> **Instructions for the task**
Return all lines of the listing below that carry the word "encrypted".

> **Supplied records**

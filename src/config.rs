//! Client configuration
//!
//! Plain settings for the broker endpoint, the connect sequence and the
//! inbound event queue, loaded from TOML. Every field has a default so an
//! empty file is a valid configuration.

use crate::observability::logging::{parse_level, LogFormat};
use serde::{Deserialize, Serialize};
use std::path::Path;
use std::time::Duration;
use thiserror::Error;

/// Default connect timeout, matching the usual MQTT client default of 30s
pub const DEFAULT_CONNECT_TIMEOUT_MS: u64 = 30_000;

/// Top-level client configuration
#[derive(Debug, Clone, Default, Serialize, Deserialize, PartialEq)]
pub struct ClientConfig {
    #[serde(default)]
    pub broker: BrokerSection,
    #[serde(default)]
    pub connection: ConnectionSection,
    #[serde(default)]
    pub queue: QueueSection,
    #[serde(default)]
    pub logging: LoggingSection,
}

/// Broker endpoint
#[derive(Debug, Clone, Serialize, Deserialize, PartialEq)]
pub struct BrokerSection {
    /// IP address or host name of the broker
    #[serde(default = "default_address")]
    pub address: String,
    /// Port where the broker accepts connections
    #[serde(default = "default_port")]
    pub port: u16,
    /// Use a TLS connection
    #[serde(default)]
    pub encrypted: bool,
}

impl Default for BrokerSection {
    fn default() -> Self {
        Self {
            address: default_address(),
            port: default_port(),
            encrypted: false,
        }
    }
}

impl BrokerSection {
    /// Set the port from text, keeping the current port if it does not parse
    pub fn set_port_str(&mut self, port: &str) {
        if let Ok(parsed) = port.trim().parse::<u16>() {
            self.port = parsed;
        }
    }

    /// `address:port`, for log lines and error messages
    pub fn endpoint(&self) -> String {
        format!("{}:{}", self.address, self.port)
    }
}

/// Connect sequence parameters and credentials
#[derive(Debug, Clone, Serialize, Deserialize, PartialEq)]
pub struct ConnectionSection {
    /// Delay before the connect sequence starts, in milliseconds
    #[serde(default = "default_delay_ms")]
    pub delay_ms: u64,
    /// Handshake timeout in milliseconds
    #[serde(default = "default_timeout_ms")]
    pub timeout_ms: u64,
    /// MQTT keep-alive interval in seconds
    #[serde(default = "default_keep_alive_secs")]
    pub keep_alive_secs: u64,
    /// Start a connect sequence as soon as the client is created
    #[serde(default)]
    pub auto_connect: bool,
    /// Username; leave unset if the broker needs none
    pub username: Option<String>,
    /// Password; leave unset if the broker needs none
    pub password: Option<String>,
    /// Environment variable containing the username (takes precedence when set)
    pub username_env: Option<String>,
    /// Environment variable containing the password (takes precedence when set)
    pub password_env: Option<String>,
}

impl Default for ConnectionSection {
    fn default() -> Self {
        Self {
            delay_ms: default_delay_ms(),
            timeout_ms: default_timeout_ms(),
            keep_alive_secs: default_keep_alive_secs(),
            auto_connect: false,
            username: None,
            password: None,
            username_env: None,
            password_env: None,
        }
    }
}

impl ConnectionSection {
    pub fn delay(&self) -> Duration {
        Duration::from_millis(self.delay_ms)
    }

    pub fn timeout(&self) -> Duration {
        Duration::from_millis(self.timeout_ms)
    }

    pub fn keep_alive(&self) -> Duration {
        Duration::from_secs(self.keep_alive_secs)
    }

    /// Resolve `(username, password)`
    ///
    /// Environment indirection wins over the literal value when the variable
    /// is configured and present. Empty strings count as unset.
    pub fn credentials(&self) -> (Option<String>, Option<String>) {
        let username = resolve_secret(self.username_env.as_ref(), self.username.as_ref());
        let password = resolve_secret(self.password_env.as_ref(), self.password.as_ref());
        (username, password)
    }
}

/// Inbound event queue settings
#[derive(Debug, Clone, Default, Serialize, Deserialize, PartialEq)]
pub struct QueueSection {
    /// Maximum number of undelivered messages held between ticks (0 = unbounded)
    #[serde(default)]
    pub capacity: usize,
}

/// Log output settings
#[derive(Debug, Clone, Serialize, Deserialize, PartialEq)]
pub struct LoggingSection {
    /// Minimum level: error, warn, info, debug or trace
    #[serde(default = "default_log_level")]
    pub level: String,
    #[serde(default)]
    pub format: LogFormat,
    /// Emit span open/close events
    #[serde(default)]
    pub spans: bool,
}

impl Default for LoggingSection {
    fn default() -> Self {
        Self {
            level: default_log_level(),
            format: LogFormat::default(),
            spans: false,
        }
    }
}

fn default_log_level() -> String {
    "info".to_string()
}

fn default_address() -> String {
    "localhost".to_string()
}

fn default_port() -> u16 {
    1883
}

fn default_delay_ms() -> u64 {
    500
}

fn default_timeout_ms() -> u64 {
    DEFAULT_CONNECT_TIMEOUT_MS
}

fn default_keep_alive_secs() -> u64 {
    60
}

fn resolve_secret(env_name: Option<&String>, literal: Option<&String>) -> Option<String> {
    env_name
        .and_then(|name| std::env::var(name).ok())
        .or_else(|| literal.cloned())
        .filter(|value| !value.is_empty())
}

/// Configuration loading errors
#[derive(Debug, Error)]
pub enum ConfigError {
    #[error("Failed to read config file: {0}")]
    FileRead(#[from] std::io::Error),
    #[error("Failed to parse TOML: {0}")]
    TomlParse(#[from] toml::de::Error),
    #[error("Invalid configuration: {0}")]
    InvalidConfig(String),
}

impl ClientConfig {
    /// Load and validate configuration from a TOML file
    pub fn load_from_file(path: &Path) -> Result<Self, ConfigError> {
        let content = std::fs::read_to_string(path)?;
        Self::from_toml_str(&content)
    }

    /// Parse and validate configuration from TOML text
    pub fn from_toml_str(content: &str) -> Result<Self, ConfigError> {
        let config: ClientConfig = toml::from_str(content)?;
        config.validate()?;
        Ok(config)
    }

    pub fn validate(&self) -> Result<(), ConfigError> {
        if self.broker.address.trim().is_empty() {
            return Err(ConfigError::InvalidConfig(
                "broker.address must not be empty".to_string(),
            ));
        }

        if self.broker.port == 0 {
            return Err(ConfigError::InvalidConfig(
                "broker.port must be greater than 0".to_string(),
            ));
        }

        if self.connection.timeout_ms == 0 {
            return Err(ConfigError::InvalidConfig(
                "connection.timeout_ms must be greater than 0".to_string(),
            ));
        }

        if parse_level(&self.logging.level).is_none() {
            return Err(ConfigError::InvalidConfig(format!(
                "logging.level '{}' is not one of error, warn, info, debug, trace",
                self.logging.level
            )));
        }

        Ok(())
    }
}
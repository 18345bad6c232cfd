//! Configuration loading and validation tests
//!
//! Tests focus on BEHAVIOR of configuration loading, validation, and error handling.

use brokerlink::config::{ClientConfig, ConfigError};
use std::io::Write;
use std::path::Path;
use std::time::Duration;
use tempfile::NamedTempFile;

#[test]
fn test_config_loads_successfully_from_valid_toml() {
    let mut temp_file = NamedTempFile::new().unwrap();
    writeln!(
        temp_file,
        r#"
[broker]
address = "mqtt.example.org"
port = 8883
encrypted = true

[connection]
delay_ms = 100
timeout_ms = 10000
username = "device-7"
password = "correct horse"

[queue]
capacity = 512
"#
    )
    .unwrap();

    let config = ClientConfig::load_from_file(temp_file.path()).unwrap();

    assert_eq!(config.broker.endpoint(), "mqtt.example.org:8883");
    assert!(config.broker.encrypted);
    assert_eq!(config.connection.delay(), Duration::from_millis(100));
    assert_eq!(config.connection.timeout(), Duration::from_secs(10));
    assert_eq!(config.queue.capacity, 512);
    assert_eq!(
        config.connection.credentials(),
        (
            Some("device-7".to_string()),
            Some("correct horse".to_string())
        )
    );
}

#[test]
fn test_config_loads_with_only_broker_section() {
    let mut temp_file = NamedTempFile::new().unwrap();
    writeln!(temp_file, "[broker]\naddress = \"10.0.0.5\"\n").unwrap();

    let config = ClientConfig::load_from_file(temp_file.path()).unwrap();

    assert_eq!(config.broker.address, "10.0.0.5");
    assert_eq!(config.broker.port, 1883);
    assert_eq!(config.connection.delay_ms, 500);
    assert_eq!(config.connection.timeout_ms, 30_000);
    assert!(!config.connection.auto_connect);
}

#[test]
fn test_credentials_resolved_from_environment() {
    let mut temp_file = NamedTempFile::new().unwrap();
    writeln!(
        temp_file,
        r#"
[connection]
username_env = "BROKERLINK_IT_USER"
password_env = "BROKERLINK_IT_PASS"
"#
    )
    .unwrap();
    unsafe {
        std::env::set_var("BROKERLINK_IT_USER", "env-user");
        std::env::set_var("BROKERLINK_IT_PASS", "env-pass");
    }

    let config = ClientConfig::load_from_file(temp_file.path()).unwrap();

    assert_eq!(
        config.connection.credentials(),
        (Some("env-user".to_string()), Some("env-pass".to_string()))
    );
}

#[test]
fn test_missing_file_is_read_error() {
    let result = ClientConfig::load_from_file(Path::new("/nonexistent/brokerlink.toml"));
    assert!(matches!(result, Err(ConfigError::FileRead(_))));
}

#[test]
fn test_malformed_toml_is_parse_error() {
    let mut temp_file = NamedTempFile::new().unwrap();
    writeln!(temp_file, "[broker\nport = ").unwrap();

    let result = ClientConfig::load_from_file(temp_file.path());
    assert!(matches!(result, Err(ConfigError::TomlParse(_))));
}

#[test]
fn test_wrong_type_is_parse_error() {
    let mut temp_file = NamedTempFile::new().unwrap();
    writeln!(temp_file, "[broker]\nport = \"not a number\"\n").unwrap();

    let result = ClientConfig::load_from_file(temp_file.path());
    assert!(matches!(result, Err(ConfigError::TomlParse(_))));
}

#[test]
fn test_invalid_values_fail_validation() {
    let mut temp_file = NamedTempFile::new().unwrap();
    writeln!(temp_file, "[broker]\naddress = \"\"\n").unwrap();

    let result = ClientConfig::load_from_file(temp_file.path());
    match result {
        Err(ConfigError::InvalidConfig(message)) => assert!(message.contains("address")),
        other => panic!("expected validation error, got {other:?}"),
    }
}

#[test]
fn test_config_round_trips_through_toml() {
    let mut config = ClientConfig::default();
    config.broker.set_port_str("1884");
    config.connection.auto_connect = true;

    let text = toml::to_string_pretty(&config).unwrap();
    let parsed = ClientConfig::from_toml_str(&text).unwrap();

    assert_eq!(parsed, config);
}
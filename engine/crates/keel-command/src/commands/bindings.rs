use indexmap::IndexMap;
use keel_gfx::resource_state::ResourceState;
use keel_gfx::resources::handles::GfxResourceHandle;

/// draw / dispatch 时绑定的资源
///
/// 只记录"以什么状态使用哪个资源"，录制命令时据此向追踪器请求状态。
/// 同一个资源被多次绑定时，请求的是这些状态的并集。
///
/// # 使用示例
/// ```ignore
/// let bindings = GfxBindings::default()
///     .render_target(color)
///     .depth_stencil(depth, false)
///     .pixel_shader_resource(shadow_map)
///     .constant_buffer(per_frame);
/// ctx.draw(&manager, &bindings, 3, 1);
/// ```
#[derive(Clone, Debug, Default)]
pub struct GfxBindings {
    bindings: Vec<(GfxResourceHandle, ResourceState)>,
}

// builder
impl GfxBindings {
    #[inline]
    fn bind(mut self, resource: GfxResourceHandle, state: ResourceState) -> Self {
        self.bindings.push((resource, state));
        self
    }

    pub fn render_target(self, resource: GfxResourceHandle) -> Self {
        self.bind(resource, ResourceState::RENDER_TARGET)
    }

    /// `read_only` 为真时只读深度，可以同时作为 shader resource 采样
    pub fn depth_stencil(self, resource: GfxResourceHandle, read_only: bool) -> Self {
        let state = if read_only { ResourceState::DEPTH_READ } else { ResourceState::DEPTH_WRITE };
        self.bind(resource, state)
    }

    pub fn pixel_shader_resource(self, resource: GfxResourceHandle) -> Self {
        self.bind(resource, ResourceState::PIXEL_SHADER_RESOURCE)
    }

    pub fn non_pixel_shader_resource(self, resource: GfxResourceHandle) -> Self {
        self.bind(resource, ResourceState::NON_PIXEL_SHADER_RESOURCE)
    }

    pub fn vertex_buffer(self, resource: GfxResourceHandle) -> Self {
        self.bind(resource, ResourceState::VERTEX_AND_CONSTANT_BUFFER)
    }

    pub fn index_buffer(self, resource: GfxResourceHandle) -> Self {
        self.bind(resource, ResourceState::INDEX_BUFFER)
    }

    pub fn constant_buffer(self, resource: GfxResourceHandle) -> Self {
        self.bind(resource, ResourceState::VERTEX_AND_CONSTANT_BUFFER)
    }

    pub fn indirect_argument(self, resource: GfxResourceHandle) -> Self {
        self.bind(resource, ResourceState::INDIRECT_ARGUMENT)
    }

    pub fn stream_out(self, resource: GfxResourceHandle) -> Self {
        self.bind(resource, ResourceState::STREAM_OUT)
    }

    pub fn unordered_access(self, resource: GfxResourceHandle) -> Self {
        self.bind(resource, ResourceState::UNORDERED_ACCESS)
    }
}

// getter
impl GfxBindings {
    #[inline]
    pub fn is_empty(&self) -> bool {
        self.bindings.is_empty()
    }

    /// 每个资源需要的状态，按第一次绑定的顺序
    pub fn required_states(&self) -> IndexMap<GfxResourceHandle, ResourceState> {
        let mut states: IndexMap<GfxResourceHandle, ResourceState> = IndexMap::new();
        for &(resource, state) in &self.bindings {
            *states.entry(resource).or_insert(ResourceState::empty()) |= state;
        }
        states
    }

    /// 同一个资源的组合请求只能全部是只读状态，混入写状态的返回第一个冲突的资源
    pub fn find_conflict(&self) -> Option<(GfxResourceHandle, ResourceState)> {
        self.required_states()
            .into_iter()
            .find(|(_, state)| state.bits().count_ones() > 1 && !state.is_read_only())
    }

    /// dispatch 只能使用 compute 管线可见的状态
    pub fn is_compute_compatible(&self) -> bool {
        let compute_states = ResourceState::UNORDERED_ACCESS
            | ResourceState::NON_PIXEL_SHADER_RESOURCE
            | ResourceState::VERTEX_AND_CONSTANT_BUFFER
            | ResourceState::INDIRECT_ARGUMENT;
        self.bindings.iter().all(|(_, state)| compute_states.contains(*state))
    }
}

#[cfg(test)]
mod tests {
    use keel_gfx::resources::manager::GfxResourceManager;
    use keel_gfx::resources::resource::GfxTextureDesc;

    use super::*;

    #[test]
    fn test_required_states_are_merged() {
        let mut manager = GfxResourceManager::new();
        let gbuffer = manager.create_texture("gbuffer", &GfxTextureDesc::default()).unwrap();
        let depth = manager.create_texture("depth", &GfxTextureDesc::default()).unwrap();

        let bindings = GfxBindings::default()
            .depth_stencil(depth, true)
            .pixel_shader_resource(gbuffer)
            .non_pixel_shader_resource(gbuffer);
        let states = bindings.required_states();

        assert_eq!(states.len(), 2);
        assert_eq!(states.get_index(0), Some((&depth, &ResourceState::DEPTH_READ)));
        assert_eq!(
            states[&gbuffer],
            ResourceState::PIXEL_SHADER_RESOURCE | ResourceState::NON_PIXEL_SHADER_RESOURCE
        );
    }

    #[test]
    fn test_compute_compatible() {
        let mut manager = GfxResourceManager::new();
        let particles = manager.create_buffer("particles", false);
        let target = manager.create_texture("target", &GfxTextureDesc::default()).unwrap();

        let compute = GfxBindings::default().unordered_access(particles).constant_buffer(particles);
        assert!(compute.is_compute_compatible());
        assert!(!compute.clone().render_target(target).is_compute_compatible());
        assert!(GfxBindings::default().is_empty());
    }

    #[test]
    fn test_write_state_can_not_be_combined() {
        let mut manager = GfxResourceManager::new();
        let history = manager.create_texture("history", &GfxTextureDesc::default()).unwrap();
        let depth = manager.create_texture("depth", &GfxTextureDesc::default()).unwrap();

        let reads = GfxBindings::default()
            .pixel_shader_resource(history)
            .non_pixel_shader_resource(history)
            .depth_stencil(depth, true)
            .pixel_shader_resource(depth);
        assert_eq!(reads.find_conflict(), None);

        let feedback = GfxBindings::default().render_target(history).pixel_shader_resource(history);
        assert_eq!(
            feedback.find_conflict(),
            Some((history, ResourceState::RENDER_TARGET | ResourceState::PIXEL_SHADER_RESOURCE))
        );
    }
}
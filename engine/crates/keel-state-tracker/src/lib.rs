//! 资源状态追踪
//!
//! 每个命令列表在录制时拥有一个 [`ResourceStateTracker`]。录制命令前先向追踪器请求目标状态，
//! 追踪器会返回需要立即插入的 barrier；资源在本列表中第一次被使用时的目标状态则先记下来，
//! 等到提交、真实的前置状态确定之后再由 [`ResourceStateTracker::build_pre_transitions`] 补齐。
//!
//! # 生命周期
//!
//! 1. 录制：`track` + `convert_resource_state` / `convert_sub_resource_state`
//! 2. 多个列表一起提交：按提交顺序调用 `right_join`，得到列表之间的桥接 barrier
//! 3. 提交：`build_pre_transitions` 得到序言 barrier
//! 4. 执行顺序确定后：`stop_tracking` 把最终状态写回资源；丢弃列表则调用 `cancel`
//!
//! 追踪器本身不加锁：同一个追踪器只会在一个线程里录制，
//! 资源的 ground truth 只在 `stop_tracking` 时通过 `&mut` 修改。

mod conversion;
mod resource_state_tracker;
mod state_converter;
mod subresource_states;

pub use conversion::{ResourceBarrier, ResourceConversions, StateConversion, Subresource};
pub use resource_state_tracker::ResourceStateTracker;
pub use state_converter::StateConverter;
pub use subresource_states::SubresourceStates;
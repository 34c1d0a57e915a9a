pub mod bindings;
pub mod command_context;
pub mod command_list;
pub mod command_queue;
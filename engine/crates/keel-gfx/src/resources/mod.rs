pub mod handles;
pub mod manager;
pub mod resource;
pub mod state_store;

> **Solution to this exercise**
    pub encrypted: bool,
            encrypted: false,
encrypted = true
    assert!(config.broker.encrypted);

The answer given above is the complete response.